Es zeucht der König der Ehren einher!
»Wer ist der König?« Es ist der Held,
Schrecklich, mächtig, mächtig im Streit.
»Wie kommt's, Dein Kleid ist roth von Blut?«
»Ich trat die Kelter, ich trat sie allein,
Ich stritt allein am Tage der Schlacht
Und ward voll Blut.«
Thut auf die Pforten, die Thore der Welt!

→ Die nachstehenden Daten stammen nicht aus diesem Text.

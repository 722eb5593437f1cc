//! Story endpoints.

use actix_web::{HttpResponse, web};
use chrono::Utc;
use uuid::Uuid;

use pixgram_core::domain::{ImageRef, Page, Story};
use pixgram_core::validation::FieldErrors;
use pixgram_shared::dto::{PageQuery, StoryRequest, StoryView, UserStoriesQuery};

use super::ensure_owner;
use super::pagination::{ensure_in_range, envelope, page_request};
use crate::middleware::auth::CurrentUser;
use crate::middleware::error::{AppError, AppResult};
use crate::representation;
use crate::state::AppState;

async fn load(state: &AppState, id: Uuid) -> AppResult<Story> {
    state
        .stories
        .find_by_id(id)
        .await?
        .ok_or_else(AppError::not_found)
}

fn parse_image(raw: Option<String>) -> Result<ImageRef, FieldErrors> {
    ImageRef::parse(raw.unwrap_or_default()).map_err(|e| FieldErrors::single("image", e.to_string()))
}

async fn respond_page(state: &AppState, mut page: Page<Story>) -> AppResult<HttpResponse> {
    ensure_in_range(&page)?;
    let stories = std::mem::take(&mut page.items);
    let results = representation::story_views(state, stories).await?;

    Ok(HttpResponse::Ok().json(envelope(&page, results)))
}

async fn view(state: &AppState, story: Story) -> AppResult<StoryView> {
    representation::story_views(state, vec![story])
        .await?
        .pop()
        .ok_or_else(|| AppError::Internal("story view missing".to_string()))
}

/// GET /stories - own stories and those of followed accounts, of any age.
pub async fn list(
    state: web::Data<AppState>,
    user: CurrentUser,
    query: web::Query<PageQuery>,
) -> AppResult<HttpResponse> {
    let request = page_request(&query, state.settings.page_size)?;
    let page = state.stories.visible_to(user.id(), request).await?;
    respond_page(&state, page).await
}

/// POST /stories
pub async fn create(
    state: web::Data<AppState>,
    user: CurrentUser,
    body: web::Json<StoryRequest>,
) -> AppResult<HttpResponse> {
    let image = parse_image(body.into_inner().image)?;
    let story = state.stories.insert(Story::new(user.id(), image)).await?;

    tracing::info!(story_id = %story.id, account_id = %user.id(), "Story created");

    Ok(HttpResponse::Created().json(view(&state, story).await?))
}

/// GET /stories/{id}
pub async fn retrieve(
    state: web::Data<AppState>,
    _user: CurrentUser,
    path: web::Path<Uuid>,
) -> AppResult<HttpResponse> {
    let story = load(&state, path.into_inner()).await?;
    Ok(HttpResponse::Ok().json(view(&state, story).await?))
}

async fn edit(
    state: &AppState,
    user: &CurrentUser,
    id: Uuid,
    input: StoryRequest,
    partial: bool,
) -> AppResult<HttpResponse> {
    let mut story = load(state, id).await?;
    ensure_owner(story.user_id, user)?;

    if input.image.is_some() || !partial {
        story.image = parse_image(input.image)?.into_inner();
        story = state.stories.update(story).await?;
    }

    Ok(HttpResponse::Ok().json(view(state, story).await?))
}

/// PUT /stories/{id}
pub async fn replace(
    state: web::Data<AppState>,
    user: CurrentUser,
    path: web::Path<Uuid>,
    body: web::Json<StoryRequest>,
) -> AppResult<HttpResponse> {
    edit(&state, &user, path.into_inner(), body.into_inner(), false).await
}

/// PATCH /stories/{id}
pub async fn partial_update(
    state: web::Data<AppState>,
    user: CurrentUser,
    path: web::Path<Uuid>,
    body: web::Json<StoryRequest>,
) -> AppResult<HttpResponse> {
    edit(&state, &user, path.into_inner(), body.into_inner(), true).await
}

/// DELETE /stories/{id}
pub async fn destroy(
    state: web::Data<AppState>,
    user: CurrentUser,
    path: web::Path<Uuid>,
) -> AppResult<HttpResponse> {
    let story = load(&state, path.into_inner()).await?;
    ensure_owner(story.user_id, &user)?;

    state.stories.delete(story.id).await?;
    Ok(HttpResponse::NoContent().finish())
}

/// GET /stories/my_stories - the requester's stories from the last day.
pub async fn my_stories(
    state: web::Data<AppState>,
    user: CurrentUser,
    query: web::Query<PageQuery>,
) -> AppResult<HttpResponse> {
    let request = page_request(&query, state.settings.page_size)?;
    let cutoff = Story::freshness_cutoff(Utc::now());
    let page = state
        .stories
        .by_owner_since(user.id(), cutoff, request)
        .await?;
    respond_page(&state, page).await
}

/// GET /stories/user_stories?user_id= - one account's stories from the last day.
pub async fn user_stories(
    state: web::Data<AppState>,
    _user: CurrentUser,
    query: web::Query<UserStoriesQuery>,
    page_query: web::Query<PageQuery>,
) -> AppResult<HttpResponse> {
    let owner_id = match query.user_id.as_deref().map(str::trim) {
        None | Some("") => {
            return Err(AppError::BadRequest("user_id parameter is required".to_string()));
        }
        Some(raw) => Uuid::parse_str(raw)
            .map_err(|_| AppError::BadRequest("user_id must be a valid UUID".to_string()))?,
    };

    if state.accounts.find_by_id(owner_id).await?.is_none() {
        return Err(AppError::not_found());
    }

    let request = page_request(&page_query, state.settings.page_size)?;
    let cutoff = Story::freshness_cutoff(Utc::now());
    let page = state.stories.by_owner_since(owner_id, cutoff, request).await?;
    respond_page(&state, page).await
}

Es zeucht der König der Ehren einher
Und glänzet Heil! Er glänzet Heil!
Christ ist erstanden von der Marter alle,
Deß soll'n wir Alle froh sein;
Christ will unser Trost sein!
Kyrie Eleison.
Hallelujah! Hallelujah!
Deß soll'n wir Alle froh sein;
Christ will unser Trost sein!
Kyrie Eleison.
Wie die fernabgeschiedene
Geliebte Sonne sich
Nach ihres Frühlings Kindern sehnet
Und, wenn in kalter Nacht noch matt ihr Auge thränet,
Als Morgenröthe schon den düstern Nebel bricht,
[546]
Zerreißt den Schleier und wird Licht:
So sehnet sich, so stehet der betrübten
Maria Jesus nah
Und nennt sie und ist da!
Und eilt mit jenem Paar, die nach der Ruhe flehn,
Ein Wandrer, mitzugehn.
Er raubet sanft ihr Herz und athmet fremde Gluth
In ihren lechzenden, gesunknen, kalten Muth,
Enthüllt sich und verschwindet,
Bis er die zehn geliebten
Verlorenen zusammen wiederfindet
Und Frieden ihnen giebt und haucht sie an mit Geist,
Der von der Balsamkraft des andern Lebens fleußt.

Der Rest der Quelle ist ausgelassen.